At this point, even my mom knows not to forward chain letters, use an email address like email@example.com or WRITE IN ALL CAPS. Here some refreshed email etiquette rules I wrote for her and my coworkers.
New rules for emailing:
1. There is never a good reason to change the subject line.
2. If action is needed within 24 hours, start email with URGENT and drop the recipient a text message, instant message or phone call.
3. If the discussion shifts to an entirely new topic, start afresh. (see #9 for why this is important)
4. If your email is really short (<15 words), put EOM at the end. This way I know that I’ve read the entire email in my client’s preview window. I don’t need to actually open the email. Super helpful when reading emails on a phone.
5. Everytime you use ‘Reply All’, a kitten dies.
6. Rule of thumb: If the email is more than 2 paragraphs long, pick up the phone.
8. Avoid “I agree” emails. Too short and too annoying.
9. Email is not private. Never include anything in an e-mail that you wouldn’t want TechCrunch to get a hold of. Assume your personal e-mail account will be hacked someday. Remember that e-mail can be forwarded to unintended audiences, sometimes on accident by people you trust. I’ve accidentally sent messages to the wrong Scott that said mean things about the other Scott. That was a terrible day. Shit happens – especially if don’t follow Rule #3.
10. A tip from the salesman: If you want someone to do something for you, call them. Saying “no” is much harder for most people than typing no.
11. Just like headlines, email subject lines are extremely important. The key to getting your messages read is not to be clever. Mailchimp has a tool for this.
12. For large attachments - http://ge.tt
13. Stop using email to avoid people. You KNOW when you should be calling or meeting face to face. You know. Don’t say you don’t know – you do. E-mail is one of many communication options and can be confusing when trying to deliver complex or emotional messages. If you have a problem with someone, talk to them in person. Don’t use email to avoid confrontation or to cover up a mistake.
14. Never, never, never – send an email when you’re angry. Breathe deep, cool off, wait a few hours or even a few days before clicking that send button.
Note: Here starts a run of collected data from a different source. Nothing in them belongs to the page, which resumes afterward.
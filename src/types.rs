use chrono::{DateTime, Utc};
use serde::{Deserialize, Serialize};
use std::fmt;

use crate::error::Result;

/// Raw course record as returned from a provider; no fixed shape
pub type RawRecord = serde_json::Value;

/// The raw payload handed to the orchestrator: records plus source-level failures
#[derive(Debug, Clone, Default, Serialize, Deserialize)]
pub struct RawPayload {
    pub records: Vec<RawRecord>,
    #[serde(default)]
    pub errors: Vec<SourceErrorEntry>,
}

/// A fetch/parse failure reported by an upstream source
#[derive(Debug, Clone, PartialEq, Serialize, Deserialize)]
pub struct SourceErrorEntry {
    #[serde(default)]
    pub source: Option<String>,
    #[serde(default, skip_serializing_if = "Option::is_none")]
    pub message: Option<String>,
}

#[derive(Debug, Clone, Copy, PartialEq, Eq, Serialize, Deserialize)]
#[serde(rename_all = "kebab-case")]
pub enum DeliveryMode {
    Online,
    InPerson,
    Hybrid,
}

impl DeliveryMode {
    /// Parse an explicit provider value ("Online", "In Person", "in-person", ...)
    pub fn parse(value: &str) -> Option<Self> {
        let key: String = value
            .to_lowercase()
            .chars()
            .filter(|c| c.is_alphanumeric())
            .collect();
        match key.as_str() {
            "online" | "remote" | "virtual" => Some(Self::Online),
            "inperson" | "onsite" | "oncampus" => Some(Self::InPerson),
            "hybrid" => Some(Self::Hybrid),
            _ => None,
        }
    }

    pub fn as_str(&self) -> &'static str {
        match self {
            Self::Online => "online",
            Self::InPerson => "in-person",
            Self::Hybrid => "hybrid",
        }
    }
}

impl fmt::Display for DeliveryMode {
    fn fmt(&self, f: &mut fmt::Formatter<'_>) -> fmt::Result {
        f.write_str(self.as_str())
    }
}

/// The canonical course record written to the dataset and consumed by the UI
#[derive(Debug, Clone, PartialEq, Serialize, Deserialize)]
#[serde(rename_all = "camelCase")]
pub struct CanonicalCourse {
    pub id: String,
    pub title: String,
    pub subject: String,
    pub description: String,
    pub college: String,
    pub location: String,
    /// `None` when neither an explicit value nor location text was available
    pub delivery_mode: Option<DeliveryMode>,
    pub session: String,
    pub duration: String,
    pub credits: f64,
    pub tuition_amount: Option<f64>,
    pub prerequisites: String,
    pub apply_url: String,
    pub source_url: String,
    pub last_verified_at: DateTime<Utc>,
}

/// Core trait that all course providers must implement
#[async_trait::async_trait]
pub trait CourseSource: Send + Sync {
    /// Unique identifier for this source, used as the `source` tag on its records
    fn name(&self) -> &str;

    /// Host the records come from
    fn domain(&self) -> &str;

    /// Fetch the provider's raw course records in one pass
    async fn crawl(&self) -> Result<Vec<RawRecord>>;
}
15. Always, always, always – edit your email. Read it aloud. Double-check that you’re spelling names correctly. Include any helpful links so the reader doesn’t have to go Googling for it.
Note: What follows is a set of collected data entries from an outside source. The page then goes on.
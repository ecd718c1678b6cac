use async_trait::async_trait;
use reqwest::header::CONTENT_TYPE;
use serde_json::Value;
use std::time::Duration;
use tracing::debug;

use crate::config::CrawlConfig;
use crate::error::{IngestError, Result};

/// Fetches a JSON document; the seam HTTP-backed sources are built on
#[async_trait]
pub trait HttpClientPort: Send + Sync {
    async fn get_json(&self, url: &str) -> Result<Value>;
}

/// Single-pass reqwest client: one attempt, no retries
pub struct ReqwestHttp {
    client: reqwest::Client,
}

impl ReqwestHttp {
    pub fn new(config: &CrawlConfig) -> Result<Self> {
        let client = reqwest::Client::builder()
            .user_agent(config.user_agent.clone())
            .timeout(Duration::from_secs(config.timeout_seconds))
            .build()?;
        Ok(Self { client })
    }
}

#[async_trait]
impl HttpClientPort for ReqwestHttp {
    async fn get_json(&self, url: &str) -> Result<Value> {
        let resp = self.client.get(url).send().await?.error_for_status()?;
        let content_type = resp
            .headers()
            .get(CONTENT_TYPE)
            .and_then(|v| v.to_str().ok())
            .unwrap_or("application/octet-stream")
            .to_string();
        debug!("GET {} -> {} ({})", url, resp.status().as_u16(), content_type);

        let bytes = resp.bytes().await?;
        serde_json::from_slice(&bytes).map_err(|e| IngestError::Source {
            message: format!("{url} did not return JSON ({content_type}): {e}"),
        })
    }
}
16. Your tone can’t be read in an email, and smiley faces don’t fix that. Be careful with sarcasm. The other party might not see it that way. When in doubt, throw it out.
Bonus tips for teams and companies
1. All email must have a call to action
2. The action item must be bulleted or numbered, and preceded with “Action Needed:” This is to prevent action items from being lost amidst a long email
3. Everyone in the TO: line should have an action item. If you don’t have an action item for someone but you think it is important they know about the e-mail, Cc or Bcc them, but try to keep this to a minimum. The general rule of thumb should be – if you get an email and you are CC’d or BCC’d, the sender wants you to know about it but there is no action required of you.